The UCONN story is inspiring.  Oh, and it is also excellent basketball.

Monday, March 21, 2016

21st Century Project Management

21st century project management is fundamentally different from 20th century project management.  Yes, there are still start and end dates, activities and deliverables, and budgets and project teams.  But the management of those project attributes is different.  And if you don’t understand those differences, your projects will struggle in the 21st century business environment.

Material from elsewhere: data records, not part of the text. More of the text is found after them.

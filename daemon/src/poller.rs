use common::{ApiError, JobApi, JobId, JobStatus, LedgerError, LedgerStore, ResolvedReference};
use std::sync::Arc;
use std::time::Duration;
use thiserror::Error;

#[derive(Debug, Error)]
pub enum PollError {
    #[error("stopped polling {job}: {source}")]
    Unrecoverable {
        job: JobId,
        #[source]
        source: ApiError,
    },

    #[error(transparent)]
    Persistence(#[from] LedgerError),
}

/// Polls one job until the server reports a terminal state.
///
/// Transient API failures are logged and retried after the same fixed
/// interval. There is no overall deadline; callers that need one wrap
/// [`StatusPoller::wait_for_terminal`] in a timeout or cancel its task.
pub struct StatusPoller {
    api: Arc<dyn JobApi>,
    ledger: Arc<dyn LedgerStore>,
    interval: Duration,
}

impl StatusPoller {
    pub fn new(api: Arc<dyn JobApi>, ledger: Arc<dyn LedgerStore>, interval: Duration) -> Self {
        Self { api, ledger, interval }
    }

    pub fn interval(&self) -> Duration {
        self.interval
    }

    /// One tick: ask the server for the current state.
    pub async fn tick(&self, job: &ResolvedReference) -> Result<JobStatus, ApiError> {
        let status = self.api.status(job).await?.job_status();
        Ok(status)
    }

    pub async fn wait_for_terminal(&self, job: &ResolvedReference) -> Result<JobStatus, PollError> {
        let mut last = JobStatus::Submitted;
        let mut ticks: u64 = 0;

        loop {
            ticks += 1;
            match self.tick(job).await {
                Ok(status) => {
                    if status != last {
                        log::info!("Job {} is {} (tick {})", job.job_id, status, ticks);
                        last = status;
                    } else {
                        log::debug!("Job {} still {} (tick {})", job.job_id, status, ticks);
                    }
                    self.ledger.update_status(&job.job_id, status)?;
                    if status.is_terminal() {
                        return Ok(status);
                    }
                }
                Err(e) if e.is_transient() => {
                    log::warn!(
                        "Status check for {} on {} failed, retrying in {:?}: {}",
                        job.job_id, job.server_url, self.interval, e
                    );
                }
                Err(e) => {
                    log::error!("Status check for {} failed permanently: {}", job.job_id, e);
                    return Err(PollError::Unrecoverable {
                        job: job.job_id.clone(),
                        source: e,
                    });
                }
            }
            tokio::time::sleep(self.interval).await;
        }
    }
}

Project Management Has Been Around for Ages

Now to be clear, project management has been around for thousands of years.  The pyramids in Egypt, the Roman aqueducts, and the Great Wall of China all had project managers who planned and organized the work.  They may not have had the title “Project Manager,” but someone was in charge.  As far as we know, none of them held the PMP credential.  Since Henry Gantt did not introduce the Gantt Chart until the beginning of the 20th century, that was not available to them.  And we are certain that none of them used either Microsoft Project or Primavera.  Nevertheless, the projects were successful. 

So if projects were successful thousands of years ago despite not having project managers with a PMP, Gantt Charts, or project management software, we can conclude that project management is more than just tools and certification.   There are components of the business and project environment that must also be considered.  So if the business environment of the 21st century is markedly different from the 20th century, it follows that project management must also adapt to the new reality.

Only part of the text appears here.